* _Task to complete_
Go through the records and report each line holding the string "AttrDefault".

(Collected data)
****************************************
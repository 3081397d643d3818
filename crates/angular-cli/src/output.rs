// SPDX-License-Identifier: Apache-2.0
// © James Ross Ω FLYING•ROBOTS <https://github.com/flyingrobots>
//! Text and JSON rendering for CLI results.

use angular_core::math::AngleUnit;
use angular_core::registry_api::{AttrDef, AttrDefault, AttrKind, AttrRole, NodeDef};
use angular_core::{AttrValue, NodeType};
use comfy_table::{presets::UTF8_FULL, Table};
use serde::Serialize;

/// One row of `angular nodes`.
#[derive(Debug, Serialize)]
pub struct NodeSummary {
    /// Host type name.
    pub name: &'static str,
    /// Host type id, as `0x` hex.
    pub id: String,
    /// Input attribute names in declaration order.
    pub inputs: Vec<&'static str>,
}

impl NodeSummary {
    pub fn new(node: &NodeType) -> Self {
        Self {
            name: node.name(),
            id: format_id(node.type_id()),
            inputs: node.def.inputs().map(|a| a.name).collect(),
        }
    }
}

/// Attribute entry of `angular describe`.
#[derive(Debug, Serialize)]
pub struct AttrSummary {
    pub name: &'static str,
    pub short_name: &'static str,
    pub kind: &'static str,
    pub role: &'static str,
    pub default: Option<String>,
    #[serde(skip_serializing_if = "Vec::is_empty")]
    pub fields: Vec<FieldSummary>,
}

#[derive(Debug, Serialize)]
pub struct FieldSummary {
    pub label: &'static str,
    pub value: i16,
}

/// Full description of a node type.
#[derive(Debug, Serialize)]
pub struct NodeDescription {
    pub name: &'static str,
    pub id: String,
    pub attributes: Vec<AttrSummary>,
    pub affects: Vec<(&'static str, &'static str)>,
}

impl NodeDescription {
    pub fn new(def: &NodeDef) -> Self {
        Self {
            name: def.name,
            id: format_id(def.type_id),
            attributes: def.attrs.iter().map(AttrSummary::new).collect(),
            affects: def.affects.iter().map(|a| (a.input, a.output)).collect(),
        }
    }
}

impl AttrSummary {
    fn new(attr: &AttrDef) -> Self {
        let kind = if attr.array { "angle[]" } else { attr.kind.as_str() };
        let default = match (attr.default, attr.kind) {
            (AttrDefault::Number(v), AttrKind::Angle) if attr.role == AttrRole::Input => {
                Some(format!("{v}°"))
            }
            (AttrDefault::Number(v), AttrKind::Double) => Some(v.to_string()),
            (AttrDefault::Selector(s), AttrKind::Enum(fields)) => Some(
                fields
                    .iter()
                    .find(|f| f.value == s)
                    .map_or_else(|| s.to_string(), |f| f.label.to_owned()),
            ),
            (AttrDefault::Empty, _) if attr.array => Some("[]".to_owned()),
            _ => None,
        };
        Self {
            name: attr.name,
            short_name: attr.short_name,
            kind,
            role: match attr.role {
                AttrRole::Input => "input",
                AttrRole::Output => "output",
            },
            default,
            fields: attr
                .enum_fields()
                .iter()
                .map(|f| FieldSummary {
                    label: f.label,
                    value: f.value,
                })
                .collect(),
        }
    }
}

/// Result of `eval` / `soft-clamp`.
#[derive(Debug, Serialize)]
pub struct EvalReport {
    #[serde(skip_serializing_if = "Option::is_none")]
    pub node: Option<&'static str>,
    #[serde(skip_serializing_if = "Option::is_none")]
    pub plug: Option<String>,
    pub unit: AngleUnit,
    pub value: serde_json::Value,
}

/// `0x`-prefixed, zero-padded type id.
pub fn format_id(id: u32) -> String {
    format!("{id:#010x}")
}

/// Renders an attribute value for humans.
pub fn format_value(value: &AttrValue, unit: AngleUnit, precision: usize) -> String {
    match value {
        AttrValue::Angle(a) => format!("{:.precision$}", unit.value_of(*a)),
        AttrValue::Double(v) => format!("{v:.precision$}"),
        AttrValue::Enum(s) => s.to_string(),
        AttrValue::AngleArray(items) => items
            .iter()
            .map(|a| format!("{:.precision$}", unit.value_of(*a)))
            .collect::<Vec<_>>()
            .join(","),
    }
}

/// JSON form of an attribute value, angles in `unit`.
pub fn json_value(value: &AttrValue, unit: AngleUnit) -> serde_json::Value {
    match value {
        AttrValue::Angle(a) => unit.value_of(*a).into(),
        AttrValue::Double(v) => (*v).into(),
        AttrValue::Enum(s) => (*s).into(),
        AttrValue::AngleArray(items) => items
            .iter()
            .map(|a| serde_json::Value::from(unit.value_of(*a)))
            .collect(),
    }
}

/// Table of `angular nodes`.
pub fn nodes_table(rows: &[NodeSummary]) -> Table {
    let mut table = Table::new();
    table
        .load_preset(UTF8_FULL)
        .set_header(vec!["Name", "Id", "Inputs"]);
    for row in rows {
        table.add_row(vec![row.name.to_owned(), row.id.clone(), row.inputs.join(", ")]);
    }
    table
}

/// Attribute table of `angular describe`.
pub fn attrs_table(desc: &NodeDescription) -> Table {
    let mut table = Table::new();
    table
        .load_preset(UTF8_FULL)
        .set_header(vec!["Attribute", "Short", "Kind", "Role", "Default"]);
    for attr in &desc.attributes {
        table.add_row(vec![
            attr.name.to_owned(),
            attr.short_name.to_owned(),
            attr.kind.to_owned(),
            attr.role.to_owned(),
            attr.default.clone().unwrap_or_default(),
        ]);
    }
    table
}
****************************************
* _Solution_
use angular_core::registry_api::{AttrDef, AttrDefault, AttrKind, AttrRole, NodeDef};
            (AttrDefault::Number(v), AttrKind::Angle) if attr.role == AttrRole::Input => {
            (AttrDefault::Number(v), AttrKind::Double) => Some(v.to_string()),
            (AttrDefault::Selector(s), AttrKind::Enum(fields)) => Some(
            (AttrDefault::Empty, _) if attr.array => Some("[]".to_owned()),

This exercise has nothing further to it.